Task statement>
Pick out every line of the entries below where "Accumulate" occurs, and copy those lines.

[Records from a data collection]
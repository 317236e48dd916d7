use criterion::*;
use std::hint::black_box;

use lockstep::Dispatcher;

mod common;
use common::*;

fn dispatch_benchmark(c: &mut Criterion) {
    let mut group = c.benchmark_group("dispatch");

    group.bench_function("relax_1k_2t", |b| {
        let mut d = Dispatcher::<Relax, WORK_SMALL, 2>::new();
        b.iter(|| {
            d.run().unwrap();
            black_box(d.shared().energy.get());
        });
    });

    group.bench_function("relax_16k_4t", |b| {
        let mut d = Dispatcher::<Relax, WORK_MED, 4>::new();
        b.iter(|| {
            d.run().unwrap();
            black_box(d.shared().energy.get());
        });
    });

    group.bench_function("relax_16k_8t", |b| {
        let mut d = Dispatcher::<Relax, WORK_MED, 8>::new();
        b.iter(|| {
            d.run().unwrap();
            black_box(d.shared().energy.get());
        });
    });

    group.finish();
}

criterion_group!(benches, dispatch_benchmark);
criterion_main!(benches);
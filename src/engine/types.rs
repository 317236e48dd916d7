//! Core Identifiers, Policies, and Step Tags
//!
//! This module defines the **small, copyable vocabulary types** shared by every
//! part of the harness: step and thread indices, control codes, the
//! synchronization [`Policy`] a step runs under, and the [`StepTag`] handed to
//! each algorithm instance when a step is invoked.
//!
//! ## Control codes
//!
//! Steps report where execution continues next through a signed
//! [`ControlCode`]:
//!
//! - a value in `[0, MAX_STEP]` selects the next step,
//! - any negative value terminates the worker loop ([`HALT`] by convention).
//!
//! ## Policies
//!
//! A step's policy decides *who* runs it and *whether* threads rendezvous:
//!
//! | Policy           | Runs on                    | Barrier                    |
//! |------------------|----------------------------|----------------------------|
//! | `Parallel`       | every instance             | only for fold-shaped steps |
//! | `Separate`       | every instance, per lane   | never                      |
//! | `Singlethreaded` | primary instance only      | always                     |
//! | `Accumulate`     | every instance             | never                      |
//! | `AccReset`       | first slot of each thread  | never                      |
//!
//! Policies are fixed by the algorithm's schedule and never change during a
//! run.

/// Index of a step inside an algorithm's schedule.
pub type StepIndex = usize;

/// Index of a worker thread inside a run (`0` is the coordinator).
pub type ThreadIndex = usize;

/// Signed step transition reported by plain-control steps.
pub type ControlCode = i32;

/// Conventional control code that ends the worker loop.
pub const HALT: ControlCode = -1;

/// Thread index that plays the coordinator ("master") role.
pub const MASTER_THREAD: ThreadIndex = 0;

/// Synchronization policy of a single step.
#[derive(Clone, Copy, Debug, PartialEq, Eq, Hash)]
pub enum Policy {
    /// Every instance runs; fold-shaped results are merged across threads.
    Parallel,

    /// Every instance runs once per lane with its shard offsets attached.
    Separate,

    /// Only the coordinator's primary instance runs; everyone else waits.
    Singlethreaded,

    /// Every instance updates thread-local running state; no rendezvous.
    Accumulate,

    /// One instance per thread resets thread-local running state.
    AccReset,
}

impl Policy {
    /// Returns `true` if a step under this policy can suspend threads in the
    /// barrier. `Singlethreaded` steps always do; `Parallel` steps only when
    /// they return a fold-shaped result.
    #[inline]
    pub const fn may_synchronize(self) -> bool {
        matches!(self, Policy::Parallel | Policy::Singlethreaded)
    }

    /// Stable ordinal, usable in `const` comparisons.
    #[inline]
    pub const fn ordinal(self) -> u8 {
        match self {
            Policy::Parallel => 0,
            Policy::Separate => 1,
            Policy::Singlethreaded => 2,
            Policy::Accumulate => 3,
            Policy::AccReset => 4,
        }
    }

    /// Short lowercase name used in logs and profiling spans.
    pub const fn name(self) -> &'static str {
        match self {
            Policy::Parallel => "parallel",
            Policy::Separate => "separate",
            Policy::Singlethreaded => "singlethreaded",
            Policy::Accumulate => "accumulate",
            Policy::AccReset => "acc_reset",
        }
    }
}

/// Position of one logical work unit under the `Separate` policy.
#[derive(Clone, Copy, Debug, PartialEq, Eq, Hash)]
pub struct ShardOffset {
    /// Index in the global `[0, Z)` work-unit space.
    pub global: usize,

    /// Lane inside the instance's batch (`0..RO`).
    pub local: usize,
}

/// Identifies the step being invoked and the policy it runs under.
///
/// Tags are created by the dispatcher and passed by value; instances branch on
/// [`StepTag::step`] to pick their handler logic.
#[derive(Clone, Copy, Debug, PartialEq, Eq)]
pub struct StepTag {
    /// Step index in `[0, MAX_STEP]`.
    pub step: StepIndex,

    /// Policy fixed by the schedule for this step.
    pub policy: Policy,

    /// Shard offsets; present only under [`Policy::Separate`].
    pub shard: Option<ShardOffset>,
}

impl StepTag {
    /// Creates a tag without shard information.
    #[inline]
    pub const fn new(step: StepIndex, policy: Policy) -> Self {
        Self { step, policy, shard: None }
    }

    /// Creates a `Separate` tag carrying the given offsets.
    #[inline]
    pub const fn separate(step: StepIndex, global: usize, local: usize) -> Self {
        Self {
            step,
            policy: Policy::Separate,
            shard: Some(ShardOffset { global, local }),
        }
    }
}

/// Converts a control code into a step index, `None` meaning "halt".
#[inline]
pub fn next_step(code: ControlCode) -> Option<StepIndex> {
    usize::try_from(code).ok()
}

/// Returns `true` if two schedules are identical, usable in `const` context.
pub const fn same_schedule(a: &[Policy], b: &[Policy]) -> bool {
    if a.len() != b.len() {
        return false;
    }
    let mut i = 0;
    while i < a.len() {
        if a[i].ordinal() != b[i].ordinal() {
            return false;
        }
        i += 1;
    }
    true
}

Task solution>
//! | `Accumulate`     | every instance             | never                      |
    Accumulate,
            Policy::Accumulate => 3,
            Policy::Accumulate => "accumulate",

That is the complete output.